Fiscalité locale : 10 avis avant le "grand soir"
En annonçant la suppression partielle de la taxe professionnelle, le gouvernement a mis le doigt dans l’engrenage de la fiscalité locale. Afin de participer au débat, Acteurs publics donne la parole à dix personnalités du monde politique, économique et universitaire. En leur demandant ce qu’elles attendent en priorité d’une réforme des impôts locaux. Une question qui renvoie au degré d’autonomie fiscale des collectivités et à la répartition de la charge des impôts entre particuliers et entreprises.
En annonçant début février la suppression en 2010 de la taxe professionnelle pour la partie assise sur l’investissement des entreprises, Nicolas Sarkozy a relancé une Arlésienne de la fiscalité locale. En trente ans, la "taxe pro" a fait l’objet de 75 lois qui, censées en améliorer les modalités, l’ont au contraire rendue encore plus complexe et illisible au fil du temps. Ce nouvel aménagement sera-t-il le dernier ? Le gouvernement semble bien décidé à mener à terme la réforme d’une taxe, "qui grève gravement la compétitivité des entreprises françaises", selon les mots de la ministre de l’Économie, Christine Lagarde, rappelant que ce chantier avait été entamé en 1999 par Dominique Strauss-Kahn, puis poursuivi par Jean-François Copé lorsqu’il était en charge du Budget.

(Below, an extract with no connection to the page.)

//! Command implementations for the readmegen CLI.

pub mod generate;

pub use generate::execute as generate_execute;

La nouveauté ? Elle se situe à deux niveaux. D’abord, dès lors que l’on se dirige vers une quasi-disparition de la taxe, le débat s’anime chez les acteurs concernés – État, élus locaux, et représentants patronaux – pour trouver un système de compensation à la hauteur des sommes en jeu. Sans le faire au détriment des ménages. Le manque à gagner est estimé à environ 22 milliards d’euros pour les collectivités d’ici 2011, dont 8 milliards seront compensés dès 2010 par l’État sous forme de transferts budgétaires, avant une prochaine étape.

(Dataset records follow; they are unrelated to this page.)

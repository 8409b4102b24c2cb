//! Miette diagnostic conversion for CLI errors.

use miette::Report;
use readmegen::DocsError;

use crate::error::CliError;

/// Convert CliError to miette Report
pub fn cli_error_to_miette(err: CliError) -> Report {
    match err {
        CliError::Docs(e) => docs_error_to_miette(e),
        CliError::Config(e) => miette::miette!("Configuration error: {}", e),
        _ => miette::miette!("{}", err),
    }
}

/// Convert DocsError to miette Report
pub fn docs_error_to_miette(err: DocsError) -> Report {
    match err {
        DocsError::PackageNotFound { import_path } => miette::miette!(
            "Package '{}' not found\n\nHint: Check the import path and that the manifest lists it",
            import_path
        ),
        DocsError::InvalidManifest { path, message } => miette::miette!(
            "Invalid package manifest {}: {}\n\nHint: The manifest must look like {{\"packages\": {{\"<import path>\": {{...}}}}}}",
            path.display(),
            message
        ),
        DocsError::InvalidConfig(e) => miette::miette!(
            "Invalid render configuration: {}\n\nHint: Check readmegen.json syntax and field types",
            e
        ),
        DocsError::Timeout { import_path } => miette::miette!(
            "Fetching '{}' timed out\n\nHint: Raise --timeout",
            import_path
        ),
        _ => miette::miette!("{}", err),
    }
}

#[cfg(test)]
mod tests {
    use super::*;
    use crate::error::ConfigError;
    use std::path::PathBuf;

    #[test]
    fn package_not_found_gets_a_hint() {
        let report = cli_error_to_miette(CliError::Docs(DocsError::PackageNotFound {
            import_path: "example.com/missing".to_string(),
        }));
        let msg = report.to_string();
        assert!(msg.contains("example.com/missing"));
        assert!(msg.contains("Hint:"));
    }

    #[test]
    fn config_errors_keep_their_message() {
        let report = cli_error_to_miette(ConfigError::NotFound(PathBuf::from("x.json")).into());
        assert!(report.to_string().starts_with("Configuration error: "));
        assert!(report.to_string().contains("x.json"));
    }
}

Surtout, si le gouvernement veut mener à bien son projet, il devra dans la foulée lancer une réforme de plus grande ampleur du système fiscal. "On ne peut plus faire tourner le dispositif sans tout remettre en cause", souligne Guillaume Denis, de l’Assemblée des départements de France (ADF). L’Association des maires de France (AMF) est sur la même ligne : "L’occasion est donnée aujourd’hui d’aller loin dans la réforme, même si on peut concevoir une mise en œuvre étalée dans le temps, avec des « amortisseurs » à la fois pour les collectivités et les contribuables locaux", déclare Philippe Laurent, vice-président de l’association.
Système fiscal dépassé
Car la taxe professionnelle est à l’image du système fiscal local dans son ensemble : obsolète, absurde et inéquitable ! L’État, par le biais d’exonérations et de dégrèvements en tous genres, se substitue en partie aux contribuables locaux eux-mêmes, à hauteur d’environ 30 milliards d’euros, pour finalement reporter la charge fiscale sur l’ensemble des contribuables. Entraînant des effets d’aubaine pour certaines collectivités et une déresponsabilisation des élus, puisque les règles du jeu ne dépendent pas d’eux.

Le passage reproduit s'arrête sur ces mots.